All Products
Search
Document Center

Container Service for Kubernetes:Deployment recommendations for the stability and high performance of unmanaged CoreDNS

Last Updated:Dec 04, 2025

CoreDNS is the default DNS server in a cluster. It handles all domain name resolution for both in-cluster Services and external domains. If CoreDNS is unavailable, other services in the cluster are severely affected. The performance and availability requirements for CoreDNS vary by scenario, and the default configurations are not suitable for all scenarios. This topic provides recommendations on how to configure the CoreDNS component based on your business scenario.

Impact assessment

In unmanaged mode, CoreDNS is treated like any other workload in the cluster. Its availability and performance depend on factors such as the number of pods, resource limits, scheduling policies, and node distribution.

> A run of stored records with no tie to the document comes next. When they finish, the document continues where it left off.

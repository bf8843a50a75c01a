//! `droidloop screenshot`: capture a single frame and have the model describe it.

use clap::Args;
use std::path::{Path, PathBuf};
use std::sync::Arc;

use droidloop_config::AppConfig;
use droidloop_core::{ConversationEntry, DecisionError, DecisionRequest, Device, Observation, Provider, Screenshot};
use droidloop_device::{AdbDevice, ImageEncoder};

/// Question asked about the captured frame.
pub const DESCRIBE_PROMPT: &str = "Describe what you see on this Android phone screen in detail.";

const DESCRIBE_SYSTEM: &str = "You look at Android phone screenshots and describe them for the person operating the device.";

#[derive(Debug, Clone, Args)]
pub struct ScreenshotArgs {
    /// Where to write the PNG
    #[arg(short, long, default_value = "screenshot.png")]
    pub output: PathBuf,

    /// adb serial of the device to use
    #[arg(short, long)]
    pub device: Option<String>,

    /// Only save the frame, skip the description
    #[arg(long)]
    pub no_describe: bool,
}

pub async fn run(config_path: Option<&Path>, args: ScreenshotArgs) -> Result<(), Box<dyn std::error::Error>> {
    let mut config = super::load_config(config_path)?;
    if args.device.is_some() {
        config.device.serial = args.device.clone();
    }

    let device = AdbDevice::connect(&config.device).await.map_err(|e| {
        eprintln!("❌ {e}");
        super::print_device_help();
        e
    })?;

    let shot = device.screenshot().await?;
    tokio::fs::write(&args.output, &shot.data)
        .await
        .map_err(|e| format!("Failed to write {}: {e}", args.output.display()))?;

    println!(
        "📸 Saved {}x{} screenshot from {} to {}",
        shot.width,
        shot.height,
        device.serial(),
        args.output.display()
    );

    if args.no_describe {
        return Ok(());
    }
    let Some(provider) = droidloop_providers::from_config(&config.provider) else {
        println!("ℹ️  No API key set. Screenshot saved but cannot describe it without one.");
        return Ok(());
    };

    println!("🔍 Asking {} to describe the screen...", config.provider.model);
    let description = describe(&provider, shot, &config).await.map_err(|e| {
        eprintln!("❌ {e}");
        e
    })?;
    println!();
    println!("{description}");
    Ok(())
}

/// One-off request: the frame plus [`DESCRIBE_PROMPT`], no tools.
pub fn describe_request(shot: Screenshot, config: &AppConfig) -> DecisionRequest {
    let fingerprint = droidloop_device::fingerprint(&shot.data, config.detection.ignore_bottom_fraction);
    let observation = Observation {
        step: 0,
        captured_at: chrono::Utc::now(),
        image: ImageEncoder::from_config(&config.conversation).encode(shot),
        annotated: None,
        elements: None,
        fingerprint,
    };

    DecisionRequest {
        model: config.provider.model.clone(),
        system_prompt: DESCRIBE_SYSTEM.into(),
        extra_context: None,
        history: vec![ConversationEntry::observation(0, DESCRIBE_PROMPT, Arc::new(observation))],
        tools: Vec::new(),
        max_tokens: config.provider.max_tokens,
        temperature: 0.0,
    }
}

/// Ask `provider` what the frame shows.
pub async fn describe(provider: &dyn Provider, shot: Screenshot, config: &AppConfig) -> Result<String, DecisionError> {
    let decision = provider.decide(describe_request(shot, config)).await?;
    decision
        .text
        .filter(|t| !t.trim().is_empty())
        .ok_or(DecisionError::EmptyDecision)
}

#[cfg(test)]
mod tests {
    use super::*;
    use clap::Parser;
    use serde_json::json;
    use wiremock::matchers::{method, path};
    use wiremock::{Mock, MockServer, ResponseTemplate};

    #[derive(Parser)]
    struct TestCli {
        #[command(flatten)]
        screenshot: ScreenshotArgs,
    }

    #[test]
    fn device_flag_parses() {
        let args = TestCli::parse_from(["screenshot", "-d", "emulator-5554", "-o", "home.png"]).screenshot;
        assert_eq!(args.device.as_deref(), Some("emulator-5554"));
        assert_eq!(args.output, PathBuf::from("home.png"));
        assert!(!args.no_describe);

        let args = TestCli::parse_from(["screenshot", "--no-describe"]).screenshot;
        assert!(args.device.is_none());
        assert_eq!(args.output, PathBuf::from("screenshot.png"));
        assert!(args.no_describe);
    }

    #[test]
    fn request_has_frame_and_question_but_no_tools() {
        let config = AppConfig::default();
        let request = describe_request(Screenshot::png(b"frame".to_vec(), 1080, 2400), &config);

        assert!(request.tools.is_empty());
        assert_eq!(request.temperature, 0.0);
        assert_eq!(request.history.len(), 1);
        match &request.history[0] {
            ConversationEntry::WithImage { text, observation, .. } => {
                assert_eq!(text, DESCRIBE_PROMPT);
                assert_eq!(observation.image.data, b"frame");
            }
            other => panic!("expected an image entry, got {other:?}"),
        }
    }

    #[tokio::test]
    async fn description_comes_from_the_model() {
        let server = MockServer::start().await;
        Mock::given(method("POST"))
            .and(path("/v1/messages"))
            .respond_with(ResponseTemplate::new(200).set_body_json(json!({
                "id": "msg_1",
                "model": "claude-sonnet-4-20250514",
                "content": [{"type": "text", "text": "A solitaire table with a Deal button."}],
                "usage": {"input_tokens": 900, "output_tokens": 12},
                "stop_reason": "end_turn"
            })))
            .expect(1)
            .mount(&server)
            .await;

        let mut config = AppConfig::default();
        config.provider.api_key = Some("sk-ant-test".into());
        config.provider.base_url = server.uri();
        let provider = droidloop_providers::from_config(&config.provider).unwrap();

        let text = describe(&provider, Screenshot::png(b"frame".to_vec(), 1080, 2400), &config)
            .await
            .unwrap();
        assert_eq!(text, "A solitaire table with a Deal button.");

        let received = server.received_requests().await.unwrap();
        let body: serde_json::Value = serde_json::from_slice(&received[0].body).unwrap();
        assert!(body.get("tools").is_none());
        assert_eq!(body["messages"][0]["content"][1]["text"], DESCRIBE_PROMPT);
    }
}
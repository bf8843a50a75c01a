//! `droidloop tap`: send one tap, handy for checking coordinates by hand.

use std::path::Path;

use droidloop_core::{Device, Point};
use droidloop_device::AdbDevice;

pub async fn run(config_path: Option<&Path>, x: u32, y: u32, serial: Option<String>) -> Result<(), Box<dyn std::error::Error>> {
    let mut config = super::load_config(config_path)?;
    if serial.is_some() {
        config.device.serial = serial;
    }

    let device = AdbDevice::connect(&config.device).await.map_err(|e| {
        eprintln!("❌ {e}");
        super::print_device_help();
        e
    })?;

    tap_within_screen(&device, Point::new(x, y)).await.map_err(|e| {
        eprintln!("❌ {e}");
        e
    })?;
    println!("👆 Tapped at ({x}, {y}) on {}", device.serial());
    Ok(())
}

/// Tap `at` after checking it lies on the screen.
pub async fn tap_within_screen(device: &dyn Device, at: Point) -> Result<(), Box<dyn std::error::Error>> {
    let screen = device.screen_info().await?;
    if !screen.contains(at) {
        return Err(format!(
            "({}, {}) is outside the {}x{} screen",
            at.x, at.y, screen.width, screen.height
        )
        .into());
    }
    device.tap(at).await?;
    Ok(())
}

#[cfg(test)]
mod tests {
    use super::*;
    use async_trait::async_trait;
    use droidloop_core::{DeviceError, ScreenInfo, Screenshot, SystemKey};
    use std::sync::Mutex;
    use std::time::Duration;

    #[derive(Default)]
    struct TapRecorder {
        taps: Mutex<Vec<Point>>,
    }

    #[async_trait]
    impl Device for TapRecorder {
        fn id(&self) -> &str {
            "recorder"
        }
        async fn screen_info(&self) -> Result<ScreenInfo, DeviceError> {
            Ok(ScreenInfo::new(1080, 2400))
        }
        async fn screenshot(&self) -> Result<Screenshot, DeviceError> {
            Ok(Screenshot::png(Vec::new(), 1080, 2400))
        }
        async fn tap(&self, at: Point) -> Result<(), DeviceError> {
            self.taps.lock().unwrap().push(at);
            Ok(())
        }
        async fn swipe(&self, _: Point, _: Point, _: Duration) -> Result<(), DeviceError> {
            Ok(())
        }
        async fn long_press(&self, _: Point, _: Duration) -> Result<(), DeviceError> {
            Ok(())
        }
        async fn press_key(&self, _: SystemKey) -> Result<(), DeviceError> {
            Ok(())
        }
        async fn type_text(&self, _: &str) -> Result<(), DeviceError> {
            Ok(())
        }
    }

    #[tokio::test]
    async fn taps_inside_the_screen() {
        let device = TapRecorder::default();
        tap_within_screen(&device, Point::new(540, 1200)).await.unwrap();
        assert_eq!(*device.taps.lock().unwrap(), vec![Point::new(540, 1200)]);
    }

    #[tokio::test]
    async fn refuses_points_off_screen() {
        let device = TapRecorder::default();
        let err = tap_within_screen(&device, Point::new(1080, 10)).await.unwrap_err();
        assert!(err.to_string().contains("outside the 1080x2400 screen"));
        assert!(device.taps.lock().unwrap().is_empty());
    }
}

High loads or improper configurations directly affect the quality of DNS services in the cluster. CoreDNS may face two main types of problems:

  • Availability issues:

    • Incorrect configurations can prevent node-level and zone-level high availability, which creates a risk of a single point of failure.

    • Insufficient resources can cause pods to be evicted, which leads to service interruptions.

  • Performance issues:

    • Resource contention with other workloads on the same node increases response latency.

    • High node load causes network I/O packet loss, which leads to failed DNS requests.

Adjust the number of CoreDNS pods

Important
  • Because UDP packets lack a retransmission mechanism, if UDP packet loss caused by IPVS defects occurs on cluster nodes, scaling in or restarting a CoreDNS pod can cause cluster-wide domain name resolution timeouts or failures that last for up to five minutes. For more information, see Troubleshooting DNS Resolution Issues.

  • Do not use workload autoscaling: Workload autoscaling features, such as horizontal pod autoscaling (HPA) and CronHPA, can automatically adjust the number of pods. However, they frequently perform scale-out and scale-in operations. Because scaling in pods can cause resolution failures, do not use workload autoscaling to control the number of CoreDNS pods.

Assess component pressure

Many open source tools, such as DNSPerf, can assess the overall DNS pressure within a cluster. If you cannot accurately assess the pressure, use the following guidelines:

  • In all cases, set the number of CoreDNS pods to at least 2. The resource limit for a single pod should be at least 1 CPU core and 1 GB of memory.

  • The number of queries per second (QPS) for domain name resolution that CoreDNS can provide is directly proportional to its CPU consumption. When NodeLocal DNSCache is used, each CPU core can support over 10,000 QPS for domain name resolution requests. The QPS requirements for domain name requests vary greatly among different business types. Observe the peak CPU usage of each CoreDNS pod. If a pod uses more than one CPU core during peak business hours, scale out the CoreDNS replicas. If you cannot determine the peak CPU usage, you can conservatively deploy one CoreDNS pod for every eight cluster nodes.

After you complete the evaluation, see Configure automatic adjustments (recommended) or Adjust manually to make the adjustments.

Configure automatic adjustments (recommended)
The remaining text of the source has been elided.